Content starts

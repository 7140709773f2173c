use crate::core::failover::context::FailoverContext;
use crate::core::network::storage::LocalStore;
use crate::core::network::types::ClientError;
use serde_json::Value;
use std::sync::Arc;

/// Persisted admin login (`authToken` + `user`)
pub struct AdminSession {
    store: Arc<LocalStore>,
    context: Arc<FailoverContext>,
}

impl AdminSession {
    pub fn new(store: Arc<LocalStore>, context: Arc<FailoverContext>) -> Self {
        Self { store, context }
    }

    pub async fn save(&self, token: &str, user: Value) -> Result<(), ClientError> {
        let token = token.to_string();
        self.store
            .update(move |state| {
                state.auth_token = Some(token);
                state.user = Some(user);
            })
            .await?;
        Ok(())
    }

    /// Token and user, if both were persisted
    pub async fn restore(&self) -> Option<(String, Value)> {
        let state = self.store.load().await;
        match (state.auth_token, state.user) {
            (Some(token), Some(user)) if !token.is_empty() => Some((token, user)),
            _ => None,
        }
    }

    pub async fn token(&self) -> Result<String, ClientError> {
        self.restore()
            .await
            .map(|(token, _)| token)
            .ok_or(ClientError::Unauthorized)
    }

    /// `Authorization` header value for admin calls
    pub async fn bearer(&self) -> Result<String, ClientError> {
        Ok(format!("Bearer {}", self.token().await?))
    }

    /// Forget the session and the sticky server
    pub async fn logout(&self) -> Result<(), ClientError> {
        self.store
            .update(|state| {
                state.auth_token = None;
                state.user = None;
            })
            .await?;
        self.context.clear_sticky().await;
        Ok(())
    }
}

Content ends

> _EXERCISE AIM_: Start to finish, give the listing again exactly.

> _SOLUTION_:
repository 7140709773f2173c
use crate::core::failover::context::FailoverContext;
use crate::core::network::storage::LocalStore;
use crate::core::network::types::ClientError;
use serde_json::Value;
use std::sync::Arc;

/// Persisted admin login (`authToken` + `user`)
pub struct AdminSession {
    store: Arc<LocalStore>,
    context: Arc<FailoverContext>,
}

impl AdminSession {
    pub fn new(store: Arc<LocalStore>, context: Arc<FailoverContext>) -> Self {
        Self { store, context }
    }

    pub async fn save(&self, token: &str, user: Value) -> Result<(), ClientError> {
        let token = token.to_string();
        self.store
            .update(move |state| {
                state.auth_token = Some(token);
                state.user = Some(user);
            })
            .await?;
        Ok(())
    }

    /// Token and user, if both were persisted
    pub async fn restore(&self) -> Option<(String, Value)> {
        let state = self.store.load().await;
        match (state.auth_token, state.user) {
            (Some(token), Some(user)) if !token.is_empty() => Some((token, user)),
            _ => None,
        }
    }

    pub async fn token(&self) -> Result<String, ClientError> {
        self.restore()
            .await
            .map(|(token, _)| token)
            .ok_or(ClientError::Unauthorized)
    }

    /// `Authorization` header value for admin calls
    pub async fn bearer(&self) -> Result<String, ClientError> {
        Ok(format!("Bearer {}", self.token().await?))
    }

    /// Forget the session and the sticky server
    pub async fn logout(&self) -> Result<(), ClientError> {
        self.store
            .update(|state| {
                state.auth_token = None;
                state.user = None;
            })
            .await?;
        self.context.clear_sticky().await;
        Ok(())
    }
}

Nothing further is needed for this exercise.